**WHAT TO PRODUCE:**
Among the entries below, find each line with "display" and show it.

**Collected data entries:**
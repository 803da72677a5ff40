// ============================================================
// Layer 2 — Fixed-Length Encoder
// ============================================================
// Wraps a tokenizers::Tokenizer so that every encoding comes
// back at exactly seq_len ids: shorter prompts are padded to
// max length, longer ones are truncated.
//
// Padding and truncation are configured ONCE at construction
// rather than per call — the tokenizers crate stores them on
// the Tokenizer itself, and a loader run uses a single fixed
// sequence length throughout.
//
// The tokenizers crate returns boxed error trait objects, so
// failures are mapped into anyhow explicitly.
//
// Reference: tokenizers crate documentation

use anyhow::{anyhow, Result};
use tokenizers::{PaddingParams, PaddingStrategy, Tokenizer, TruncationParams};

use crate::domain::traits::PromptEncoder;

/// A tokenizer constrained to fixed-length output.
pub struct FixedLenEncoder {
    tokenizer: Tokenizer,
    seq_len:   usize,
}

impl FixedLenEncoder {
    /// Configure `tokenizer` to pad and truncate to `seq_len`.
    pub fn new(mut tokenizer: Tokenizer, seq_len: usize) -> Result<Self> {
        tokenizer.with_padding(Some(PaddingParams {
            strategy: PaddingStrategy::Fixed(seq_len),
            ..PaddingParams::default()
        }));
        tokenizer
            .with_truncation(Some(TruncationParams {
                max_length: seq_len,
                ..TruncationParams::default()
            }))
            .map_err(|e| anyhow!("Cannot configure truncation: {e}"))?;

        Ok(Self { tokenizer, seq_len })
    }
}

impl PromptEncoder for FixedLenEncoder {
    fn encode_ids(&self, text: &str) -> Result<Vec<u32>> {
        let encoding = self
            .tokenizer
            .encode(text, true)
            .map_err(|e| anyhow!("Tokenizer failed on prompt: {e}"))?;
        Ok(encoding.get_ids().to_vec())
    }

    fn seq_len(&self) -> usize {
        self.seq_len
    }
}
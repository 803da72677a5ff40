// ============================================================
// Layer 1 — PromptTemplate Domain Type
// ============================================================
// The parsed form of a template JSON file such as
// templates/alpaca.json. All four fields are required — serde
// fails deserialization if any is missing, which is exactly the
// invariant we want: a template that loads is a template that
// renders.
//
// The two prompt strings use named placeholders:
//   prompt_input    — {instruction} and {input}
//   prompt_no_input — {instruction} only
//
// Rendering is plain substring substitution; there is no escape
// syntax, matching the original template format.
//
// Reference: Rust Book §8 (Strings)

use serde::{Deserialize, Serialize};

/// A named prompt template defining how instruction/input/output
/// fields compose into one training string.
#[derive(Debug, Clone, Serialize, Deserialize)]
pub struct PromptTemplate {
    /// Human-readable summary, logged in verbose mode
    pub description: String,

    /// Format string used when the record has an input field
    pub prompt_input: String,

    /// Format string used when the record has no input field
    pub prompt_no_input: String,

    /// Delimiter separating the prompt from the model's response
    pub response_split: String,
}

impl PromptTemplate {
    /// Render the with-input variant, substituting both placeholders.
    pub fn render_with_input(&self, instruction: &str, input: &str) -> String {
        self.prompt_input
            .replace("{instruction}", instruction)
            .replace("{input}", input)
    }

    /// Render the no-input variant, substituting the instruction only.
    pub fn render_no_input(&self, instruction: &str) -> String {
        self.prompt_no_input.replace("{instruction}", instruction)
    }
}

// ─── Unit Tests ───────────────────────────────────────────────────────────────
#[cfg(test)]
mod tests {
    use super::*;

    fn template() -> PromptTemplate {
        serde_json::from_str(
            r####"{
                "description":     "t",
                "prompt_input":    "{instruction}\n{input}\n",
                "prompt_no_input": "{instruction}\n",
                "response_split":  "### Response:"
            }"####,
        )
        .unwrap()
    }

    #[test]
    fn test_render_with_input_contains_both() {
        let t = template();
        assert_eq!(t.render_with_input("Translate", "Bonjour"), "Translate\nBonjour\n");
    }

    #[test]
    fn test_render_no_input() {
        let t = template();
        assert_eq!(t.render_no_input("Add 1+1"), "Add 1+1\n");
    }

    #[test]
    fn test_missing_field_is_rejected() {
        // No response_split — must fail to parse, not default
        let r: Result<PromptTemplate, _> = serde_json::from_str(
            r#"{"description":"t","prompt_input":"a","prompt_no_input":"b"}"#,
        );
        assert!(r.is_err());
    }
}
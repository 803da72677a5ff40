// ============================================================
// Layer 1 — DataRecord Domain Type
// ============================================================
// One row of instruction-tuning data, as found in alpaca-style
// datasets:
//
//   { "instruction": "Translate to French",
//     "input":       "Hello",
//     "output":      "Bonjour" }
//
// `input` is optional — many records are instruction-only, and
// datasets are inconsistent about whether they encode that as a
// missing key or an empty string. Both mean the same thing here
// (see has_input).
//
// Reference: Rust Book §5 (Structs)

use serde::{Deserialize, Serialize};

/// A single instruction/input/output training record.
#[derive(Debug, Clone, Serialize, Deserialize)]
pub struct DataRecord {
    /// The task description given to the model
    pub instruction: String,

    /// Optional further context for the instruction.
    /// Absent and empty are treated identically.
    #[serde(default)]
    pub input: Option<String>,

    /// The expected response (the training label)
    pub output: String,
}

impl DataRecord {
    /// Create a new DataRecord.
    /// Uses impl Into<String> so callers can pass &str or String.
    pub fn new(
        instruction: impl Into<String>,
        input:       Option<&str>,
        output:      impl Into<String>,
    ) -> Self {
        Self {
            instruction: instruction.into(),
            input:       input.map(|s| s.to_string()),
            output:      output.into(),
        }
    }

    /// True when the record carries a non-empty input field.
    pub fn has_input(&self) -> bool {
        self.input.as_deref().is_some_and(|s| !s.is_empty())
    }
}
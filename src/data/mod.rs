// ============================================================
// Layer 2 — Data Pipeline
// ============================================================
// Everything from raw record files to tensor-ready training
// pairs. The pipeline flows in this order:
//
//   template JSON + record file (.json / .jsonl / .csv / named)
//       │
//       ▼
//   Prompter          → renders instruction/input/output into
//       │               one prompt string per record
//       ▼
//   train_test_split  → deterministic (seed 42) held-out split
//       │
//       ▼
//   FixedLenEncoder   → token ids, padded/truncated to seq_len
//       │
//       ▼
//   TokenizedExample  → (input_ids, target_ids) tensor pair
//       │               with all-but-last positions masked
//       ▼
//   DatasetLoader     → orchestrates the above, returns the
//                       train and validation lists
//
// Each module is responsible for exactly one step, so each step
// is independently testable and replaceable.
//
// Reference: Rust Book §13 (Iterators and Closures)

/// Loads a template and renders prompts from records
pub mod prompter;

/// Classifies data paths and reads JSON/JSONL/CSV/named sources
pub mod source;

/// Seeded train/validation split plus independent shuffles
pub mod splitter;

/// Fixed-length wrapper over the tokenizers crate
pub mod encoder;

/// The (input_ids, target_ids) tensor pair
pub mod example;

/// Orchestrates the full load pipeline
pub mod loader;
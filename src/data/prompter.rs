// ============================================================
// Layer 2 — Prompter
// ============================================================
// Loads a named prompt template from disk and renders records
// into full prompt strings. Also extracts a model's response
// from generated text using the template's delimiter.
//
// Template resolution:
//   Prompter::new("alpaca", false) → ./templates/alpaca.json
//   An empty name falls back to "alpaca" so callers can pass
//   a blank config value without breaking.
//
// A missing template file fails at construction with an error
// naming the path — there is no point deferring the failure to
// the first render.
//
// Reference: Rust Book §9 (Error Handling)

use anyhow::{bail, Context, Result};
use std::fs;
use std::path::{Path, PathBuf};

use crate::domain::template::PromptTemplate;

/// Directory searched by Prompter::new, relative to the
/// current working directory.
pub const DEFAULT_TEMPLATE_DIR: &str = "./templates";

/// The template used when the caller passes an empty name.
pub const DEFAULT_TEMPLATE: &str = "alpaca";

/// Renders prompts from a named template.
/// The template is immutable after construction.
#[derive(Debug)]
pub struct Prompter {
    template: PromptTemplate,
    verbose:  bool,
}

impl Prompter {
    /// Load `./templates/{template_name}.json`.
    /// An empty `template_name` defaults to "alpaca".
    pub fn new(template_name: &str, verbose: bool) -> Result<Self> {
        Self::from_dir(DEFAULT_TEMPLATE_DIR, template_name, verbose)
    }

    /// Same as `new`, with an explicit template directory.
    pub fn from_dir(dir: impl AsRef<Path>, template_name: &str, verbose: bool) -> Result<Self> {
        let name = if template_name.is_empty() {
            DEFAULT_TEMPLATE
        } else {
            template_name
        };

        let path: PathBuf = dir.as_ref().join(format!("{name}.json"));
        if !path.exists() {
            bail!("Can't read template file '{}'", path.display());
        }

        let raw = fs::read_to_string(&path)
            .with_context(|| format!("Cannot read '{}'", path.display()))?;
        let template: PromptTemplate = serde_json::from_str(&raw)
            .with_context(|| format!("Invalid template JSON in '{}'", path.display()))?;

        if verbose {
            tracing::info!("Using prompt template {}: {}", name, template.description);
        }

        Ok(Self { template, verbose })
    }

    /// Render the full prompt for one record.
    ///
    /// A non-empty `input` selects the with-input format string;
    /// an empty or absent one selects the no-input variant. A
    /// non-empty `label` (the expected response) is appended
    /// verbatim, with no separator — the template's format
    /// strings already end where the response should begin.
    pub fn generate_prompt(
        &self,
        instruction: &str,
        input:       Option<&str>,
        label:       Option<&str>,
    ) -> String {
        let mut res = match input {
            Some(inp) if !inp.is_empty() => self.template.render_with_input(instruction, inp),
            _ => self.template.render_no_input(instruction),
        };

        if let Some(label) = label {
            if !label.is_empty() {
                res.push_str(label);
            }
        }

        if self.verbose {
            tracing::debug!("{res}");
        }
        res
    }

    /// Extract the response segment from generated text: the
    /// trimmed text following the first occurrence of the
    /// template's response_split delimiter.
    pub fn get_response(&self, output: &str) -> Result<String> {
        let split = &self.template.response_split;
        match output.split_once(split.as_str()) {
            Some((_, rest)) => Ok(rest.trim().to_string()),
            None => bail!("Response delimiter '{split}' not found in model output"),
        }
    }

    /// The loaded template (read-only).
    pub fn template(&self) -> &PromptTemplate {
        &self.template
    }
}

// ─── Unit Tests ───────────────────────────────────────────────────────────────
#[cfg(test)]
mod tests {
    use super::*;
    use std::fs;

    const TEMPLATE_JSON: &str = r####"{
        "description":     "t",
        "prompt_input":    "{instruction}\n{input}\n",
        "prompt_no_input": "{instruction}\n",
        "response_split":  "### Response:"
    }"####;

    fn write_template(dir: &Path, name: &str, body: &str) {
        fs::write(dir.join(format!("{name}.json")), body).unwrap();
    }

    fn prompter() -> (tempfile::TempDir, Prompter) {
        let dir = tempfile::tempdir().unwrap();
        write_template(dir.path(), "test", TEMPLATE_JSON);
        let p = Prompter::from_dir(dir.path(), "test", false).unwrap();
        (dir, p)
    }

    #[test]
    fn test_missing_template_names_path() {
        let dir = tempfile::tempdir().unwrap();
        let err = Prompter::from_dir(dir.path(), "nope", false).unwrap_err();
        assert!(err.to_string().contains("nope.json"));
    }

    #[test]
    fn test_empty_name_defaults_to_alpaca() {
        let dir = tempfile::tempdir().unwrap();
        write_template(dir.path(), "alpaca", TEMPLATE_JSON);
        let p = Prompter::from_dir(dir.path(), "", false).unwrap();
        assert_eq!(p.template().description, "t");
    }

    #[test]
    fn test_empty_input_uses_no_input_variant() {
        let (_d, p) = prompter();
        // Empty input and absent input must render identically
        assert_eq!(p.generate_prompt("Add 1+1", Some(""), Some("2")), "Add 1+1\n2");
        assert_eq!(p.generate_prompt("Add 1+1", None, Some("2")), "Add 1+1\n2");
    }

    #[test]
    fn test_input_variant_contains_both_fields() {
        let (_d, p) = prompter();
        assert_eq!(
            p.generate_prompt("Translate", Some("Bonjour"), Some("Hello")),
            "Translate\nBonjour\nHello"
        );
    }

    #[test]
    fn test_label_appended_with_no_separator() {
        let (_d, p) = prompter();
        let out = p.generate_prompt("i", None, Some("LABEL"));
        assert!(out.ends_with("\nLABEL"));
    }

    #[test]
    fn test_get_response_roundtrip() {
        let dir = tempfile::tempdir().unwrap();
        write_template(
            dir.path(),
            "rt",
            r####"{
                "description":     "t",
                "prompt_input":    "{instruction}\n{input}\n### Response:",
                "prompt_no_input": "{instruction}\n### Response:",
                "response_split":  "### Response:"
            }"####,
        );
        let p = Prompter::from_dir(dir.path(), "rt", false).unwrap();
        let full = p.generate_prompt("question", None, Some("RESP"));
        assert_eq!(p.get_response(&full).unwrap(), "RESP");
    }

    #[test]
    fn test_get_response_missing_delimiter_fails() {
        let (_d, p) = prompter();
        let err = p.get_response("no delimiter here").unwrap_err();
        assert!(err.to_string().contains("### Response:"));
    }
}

* * *

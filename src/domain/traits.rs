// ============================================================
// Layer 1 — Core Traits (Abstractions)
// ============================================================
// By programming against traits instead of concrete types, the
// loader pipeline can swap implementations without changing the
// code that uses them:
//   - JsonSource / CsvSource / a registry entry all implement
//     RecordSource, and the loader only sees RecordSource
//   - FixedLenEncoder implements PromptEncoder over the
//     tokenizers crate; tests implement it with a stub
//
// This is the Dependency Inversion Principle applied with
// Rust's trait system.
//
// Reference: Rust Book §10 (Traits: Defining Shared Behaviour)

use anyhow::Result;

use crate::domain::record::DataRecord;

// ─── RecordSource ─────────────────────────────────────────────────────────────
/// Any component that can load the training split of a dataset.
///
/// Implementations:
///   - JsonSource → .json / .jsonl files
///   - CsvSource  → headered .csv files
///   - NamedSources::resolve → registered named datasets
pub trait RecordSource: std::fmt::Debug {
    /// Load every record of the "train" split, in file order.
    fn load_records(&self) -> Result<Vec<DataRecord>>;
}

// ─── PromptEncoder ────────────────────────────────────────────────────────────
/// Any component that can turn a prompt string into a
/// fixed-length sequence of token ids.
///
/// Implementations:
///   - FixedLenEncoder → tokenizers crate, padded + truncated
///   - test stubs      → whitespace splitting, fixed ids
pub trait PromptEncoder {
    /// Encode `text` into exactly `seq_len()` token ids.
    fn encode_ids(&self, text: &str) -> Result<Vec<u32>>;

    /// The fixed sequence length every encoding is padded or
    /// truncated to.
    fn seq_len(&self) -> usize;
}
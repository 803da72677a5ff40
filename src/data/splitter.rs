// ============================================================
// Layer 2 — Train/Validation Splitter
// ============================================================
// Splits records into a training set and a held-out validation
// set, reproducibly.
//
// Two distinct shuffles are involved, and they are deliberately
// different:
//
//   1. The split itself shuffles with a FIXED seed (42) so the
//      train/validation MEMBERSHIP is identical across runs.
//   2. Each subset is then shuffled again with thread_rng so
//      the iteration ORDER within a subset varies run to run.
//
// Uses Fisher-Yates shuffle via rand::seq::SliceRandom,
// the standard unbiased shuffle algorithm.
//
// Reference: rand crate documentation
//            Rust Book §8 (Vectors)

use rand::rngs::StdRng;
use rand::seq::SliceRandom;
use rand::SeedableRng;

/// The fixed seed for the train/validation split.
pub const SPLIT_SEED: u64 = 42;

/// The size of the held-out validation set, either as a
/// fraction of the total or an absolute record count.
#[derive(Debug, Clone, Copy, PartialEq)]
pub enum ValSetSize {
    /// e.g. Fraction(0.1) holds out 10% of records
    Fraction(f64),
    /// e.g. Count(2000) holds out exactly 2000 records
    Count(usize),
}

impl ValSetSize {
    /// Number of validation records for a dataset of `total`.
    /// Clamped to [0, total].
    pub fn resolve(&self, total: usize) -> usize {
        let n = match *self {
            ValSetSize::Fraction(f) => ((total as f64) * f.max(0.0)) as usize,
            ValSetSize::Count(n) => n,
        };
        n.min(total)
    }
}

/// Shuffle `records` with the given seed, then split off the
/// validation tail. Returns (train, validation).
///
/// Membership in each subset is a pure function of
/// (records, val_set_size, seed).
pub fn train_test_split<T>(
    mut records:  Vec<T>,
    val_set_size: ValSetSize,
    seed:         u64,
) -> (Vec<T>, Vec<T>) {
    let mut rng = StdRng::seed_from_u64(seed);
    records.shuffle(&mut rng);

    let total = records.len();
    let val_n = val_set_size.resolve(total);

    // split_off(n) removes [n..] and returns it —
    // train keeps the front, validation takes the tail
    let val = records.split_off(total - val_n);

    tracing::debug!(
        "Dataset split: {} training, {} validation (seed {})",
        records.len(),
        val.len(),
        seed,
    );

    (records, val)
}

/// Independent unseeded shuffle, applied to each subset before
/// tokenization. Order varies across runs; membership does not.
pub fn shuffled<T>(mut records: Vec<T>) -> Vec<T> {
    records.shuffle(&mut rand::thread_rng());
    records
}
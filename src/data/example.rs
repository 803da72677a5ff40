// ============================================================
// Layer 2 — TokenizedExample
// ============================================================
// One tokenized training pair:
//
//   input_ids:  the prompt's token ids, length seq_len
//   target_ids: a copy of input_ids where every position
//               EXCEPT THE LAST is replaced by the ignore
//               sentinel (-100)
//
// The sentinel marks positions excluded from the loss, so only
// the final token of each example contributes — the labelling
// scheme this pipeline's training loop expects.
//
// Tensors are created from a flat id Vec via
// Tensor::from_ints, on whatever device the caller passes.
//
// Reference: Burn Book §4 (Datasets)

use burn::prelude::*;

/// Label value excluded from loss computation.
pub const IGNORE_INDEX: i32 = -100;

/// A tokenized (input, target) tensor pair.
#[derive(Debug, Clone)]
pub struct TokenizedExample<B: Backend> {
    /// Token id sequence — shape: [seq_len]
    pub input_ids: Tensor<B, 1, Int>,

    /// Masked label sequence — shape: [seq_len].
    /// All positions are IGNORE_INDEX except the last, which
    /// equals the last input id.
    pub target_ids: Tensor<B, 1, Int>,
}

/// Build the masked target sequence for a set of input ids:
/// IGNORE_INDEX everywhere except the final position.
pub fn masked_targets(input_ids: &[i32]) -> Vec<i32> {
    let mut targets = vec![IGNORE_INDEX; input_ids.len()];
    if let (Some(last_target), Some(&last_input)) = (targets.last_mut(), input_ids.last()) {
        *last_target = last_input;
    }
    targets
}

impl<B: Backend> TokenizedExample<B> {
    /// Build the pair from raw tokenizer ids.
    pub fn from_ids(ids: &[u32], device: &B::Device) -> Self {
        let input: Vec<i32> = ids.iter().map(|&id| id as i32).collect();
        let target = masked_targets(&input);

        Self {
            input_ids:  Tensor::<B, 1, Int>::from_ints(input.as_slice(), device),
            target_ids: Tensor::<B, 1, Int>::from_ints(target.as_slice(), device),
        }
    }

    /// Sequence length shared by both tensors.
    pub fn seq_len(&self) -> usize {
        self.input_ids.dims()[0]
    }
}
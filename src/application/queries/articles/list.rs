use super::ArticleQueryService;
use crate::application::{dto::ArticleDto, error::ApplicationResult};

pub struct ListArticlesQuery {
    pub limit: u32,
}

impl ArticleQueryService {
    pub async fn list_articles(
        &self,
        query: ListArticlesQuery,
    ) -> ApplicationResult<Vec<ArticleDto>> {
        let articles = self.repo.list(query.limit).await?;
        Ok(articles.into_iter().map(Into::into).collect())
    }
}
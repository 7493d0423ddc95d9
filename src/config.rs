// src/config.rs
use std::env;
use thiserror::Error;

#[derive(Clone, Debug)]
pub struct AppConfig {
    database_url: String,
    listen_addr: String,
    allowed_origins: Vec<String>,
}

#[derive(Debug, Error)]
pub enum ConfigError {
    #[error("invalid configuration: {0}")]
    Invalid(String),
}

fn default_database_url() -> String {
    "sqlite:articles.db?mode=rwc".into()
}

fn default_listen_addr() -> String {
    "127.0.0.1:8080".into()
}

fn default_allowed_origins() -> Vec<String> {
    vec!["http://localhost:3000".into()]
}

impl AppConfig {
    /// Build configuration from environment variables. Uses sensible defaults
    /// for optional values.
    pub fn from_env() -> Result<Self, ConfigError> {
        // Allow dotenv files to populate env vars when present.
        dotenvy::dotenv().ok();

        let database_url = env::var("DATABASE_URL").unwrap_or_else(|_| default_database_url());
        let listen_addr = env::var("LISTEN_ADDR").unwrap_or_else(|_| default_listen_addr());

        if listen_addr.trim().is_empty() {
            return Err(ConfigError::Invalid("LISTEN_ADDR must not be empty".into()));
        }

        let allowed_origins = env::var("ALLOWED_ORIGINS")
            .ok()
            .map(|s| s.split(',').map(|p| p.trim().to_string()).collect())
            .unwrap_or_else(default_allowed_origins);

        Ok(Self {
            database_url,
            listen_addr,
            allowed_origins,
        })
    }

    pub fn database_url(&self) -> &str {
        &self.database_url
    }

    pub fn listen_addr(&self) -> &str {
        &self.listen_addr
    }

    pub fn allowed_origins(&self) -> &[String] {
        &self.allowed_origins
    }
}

**EXERCISE RESPONSE:**
            bail!("Can't read template file '{}'", path.display());
            .with_context(|| format!("Cannot read '{}'", path.display()))?;
            .with_context(|| format!("Invalid template JSON in '{}'", path.display()))?;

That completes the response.